Bhalchanda Vishwanath, CEO and Founder of United Prosperity, recently interviewed Nandan Nilekani, author of Imagining India – Ideas for the new century on their blog. Nandan is the Co-Chairman and Co-Founder of Infosys Technologies. He was Forbes “Businessman of the Year” for Asia in 2007. Most recently, he was nominated to the list of 100 most influential people in the world by Time magazine. Nandan’s wife, Rohini, was one of the four Indians names on Forbes 48 Heroes of Philanthropy in Asia. Below is an excerpt of the interview:
Bhalchander: ….. In his recent book, Creating a World without Poverty – Social Business and the Future of Capitalism, Nobel Laureate Prof. Muhammad Yunus talks of a new form of business – social business. In Prof. Yunus’s own words: “A social business is not a charity. It is a non-loss, non-dividend company with a social objective. It aims to maximize the positive impact on society while earning enough to cover its costs, and, if possible, generate a surplus to help the business grow. The owner never intends to take any profit for himself.” What are your thoughts on social business?
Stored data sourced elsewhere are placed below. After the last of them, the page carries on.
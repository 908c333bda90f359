//! Unified logical type vocabulary.
//!
//! Every source type system is mapped into [`UnifiedType`]. Projection
//! generation and row mapping only ever look at unified types, never at raw
//! source type strings.

use std::fmt;

/// Logical type shared by all sources.
#[derive(Debug, Clone, PartialEq, Eq, Hash)]
pub enum UnifiedType {
    /// Boolean.
    Bool,
    /// Integer of any width.
    Int,
    /// Floating point of any width.
    Float,
    /// Exact numeric carried as text to avoid precision loss.
    NumericString,
    /// Character data.
    String,
    /// Binary data.
    Bytes,
    /// Calendar date.
    Date,
    /// Date and time without timezone.
    DateTime,
    /// Instant with timezone.
    Timestamp,
    /// JSON document.
    Json,
    /// 128-bit identifier.
    Uuid,
    /// List or set of an element type.
    Array(Box<UnifiedType>),
    /// Key/value collection.
    Map(Box<UnifiedType>, Box<UnifiedType>),
    /// Recognized as unmappable. Terminal; never retried, never an error.
    Unsupported,
}

impl UnifiedType {
    /// Array of the given element type.
    pub fn array_of(element: UnifiedType) -> Self {
        UnifiedType::Array(Box::new(element))
    }

    /// Map with the given key and value types.
    pub fn map_of(key: UnifiedType, value: UnifiedType) -> Self {
        UnifiedType::Map(Box::new(key), Box::new(value))
    }

    /// Check if this type is the terminal unsupported classification.
    pub fn is_unsupported(&self) -> bool {
        matches!(self, UnifiedType::Unsupported)
    }

    /// Element type of an array.
    pub fn element(&self) -> Option<&UnifiedType> {
        match self {
            UnifiedType::Array(inner) => Some(inner),
            _ => None,
        }
    }
}

impl fmt::Display for UnifiedType {
    fn fmt(&self, f: &mut fmt::Formatter<'_>) -> fmt::Result {
        match self {
            UnifiedType::Bool => write!(f, "BOOL"),
            UnifiedType::Int => write!(f, "INT64"),
            UnifiedType::Float => write!(f, "FLOAT64"),
            UnifiedType::NumericString => write!(f, "NUMERIC_STRING"),
            UnifiedType::String => write!(f, "STRING"),
            UnifiedType::Bytes => write!(f, "BYTES"),
            UnifiedType::Date => write!(f, "DATE"),
            UnifiedType::DateTime => write!(f, "DATETIME"),
            UnifiedType::Timestamp => write!(f, "TIMESTAMP"),
            UnifiedType::Json => write!(f, "JSON"),
            UnifiedType::Uuid => write!(f, "UUID"),
            UnifiedType::Array(inner) => write!(f, "ARRAY<{}>", inner),
            UnifiedType::Map(k, v) => write!(f, "MAP<{},{}>", k, v),
            UnifiedType::Unsupported => write!(f, "UNSUPPORTED"),
        }
    }
}

/// Shape of a raw type string after composite parsing.
#[derive(Debug, Clone, PartialEq, Eq)]
pub(crate) enum RawShape<'a> {
    /// A scalar type name with size arguments stripped.
    Scalar(&'a str),
    /// A collection of one element type.
    Array(&'a str),
    /// A key/value collection.
    Map(&'a str, &'a str),
}

/// Split a raw type into its composite shape.
///
/// Recognizes `ARRAY<T>` (GoogleSQL), `T[]` (PostgreSQL), `list<T>`, `set<T>`,
/// `map<K, V>` and `frozen<T>` (CQL). Matching of the constructor names is
/// case-insensitive. Size arguments such as `STRING(MAX)` are stripped from
/// scalars.
pub(crate) fn parse_shape(raw: &str) -> RawShape<'_> {
    let raw = raw.trim();

    if let Some(inner) = raw.strip_suffix("[]") {
        return RawShape::Array(inner.trim());
    }

    if let Some((ctor, args)) = split_angle(raw) {
        match ctor.to_ascii_lowercase().as_str() {
            "frozen" => return parse_shape(args),
            "array" | "list" | "set" => return RawShape::Array(args),
            "map" => {
                if let Some((k, v)) = split_top_level_comma(args) {
                    return RawShape::Map(k, v);
                }
            }
            _ => {}
        }
        // Unknown constructor: keep the whole string so the lookup fails.
        return RawShape::Scalar(raw);
    }

    RawShape::Scalar(strip_size(raw))
}

/// `ctor<args>` → (`ctor`, `args`).
fn split_angle(raw: &str) -> Option<(&str, &str)> {
    let open = raw.find('<')?;
    if !raw.ends_with('>') {
        return None;
    }
    let ctor = raw[..open].trim();
    let args = raw[open + 1..raw.len() - 1].trim();
    if ctor.is_empty() || args.is_empty() {
        return None;
    }
    Some((ctor, args))
}

/// Split `K, V` at the first comma that is not nested inside `<>` or `()`.
fn split_top_level_comma(args: &str) -> Option<(&str, &str)> {
    let mut depth = 0i32;
    for (i, c) in args.char_indices() {
        match c {
            '<' | '(' => depth += 1,
            '>' | ')' => depth -= 1,
            ',' if depth == 0 => {
                let (k, v) = (args[..i].trim(), args[i + 1..].trim());
                if k.is_empty() || v.is_empty() {
                    return None;
                }
                return Some((k, v));
            }
            _ => {}
        }
    }
    None
}

/// `varchar(255)` → `varchar`, `STRING(MAX)` → `STRING`.
///
/// Only a trailing parenthesized group is removed, so multi-word names such
/// as `timestamp(6) with time zone` keep their suffix words.
pub(crate) fn strip_size(raw: &str) -> &str {
    match (raw.find('('), raw.ends_with(')')) {
        (Some(open), true) => raw[..open].trim_end(),
        _ => raw,
    }
}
Can a wave of social businesses as Prof. Yunus envisions help solve some of the pressing challenges India faces?
Nandan Nilekani: From what I’ve seen, some NGOs that work in India do function as ’social businesses’. That said, I think too many of us indiscriminately tar the idea of ‘profit’ being bad for the social sector. Its good for all kinds of organizations to create surplus for a rainy day. Two organizations that made a huge difference to poverty in India were the Rockefeller and Ford Foundations – they financed the research efforts that led to the Green Revolution. Their money came from corporate profit. The Bill and Melinda Gates Foundation is now doing some incredible work in Africa. We can’t diminish such efforts because they were funded by corporate profit.
And for better or for worse, more people are motivated by profit than by philanthropy. The question is whether such for-profit efforts are effective in the social sector, and from what I’ve seen, I would say yes – paired with sensible regulation, it helps bring excellence to the forefront in the social sector. In India, businesses targeted at the poor have managed to deliver them low-cost services more effectively than some NGOs. Arvind Eye Hospital specializes in low-cost eye operations for the poor. For-profit micro-finance institutions are doing remarkably well in Tamil Nadu and Karnataka.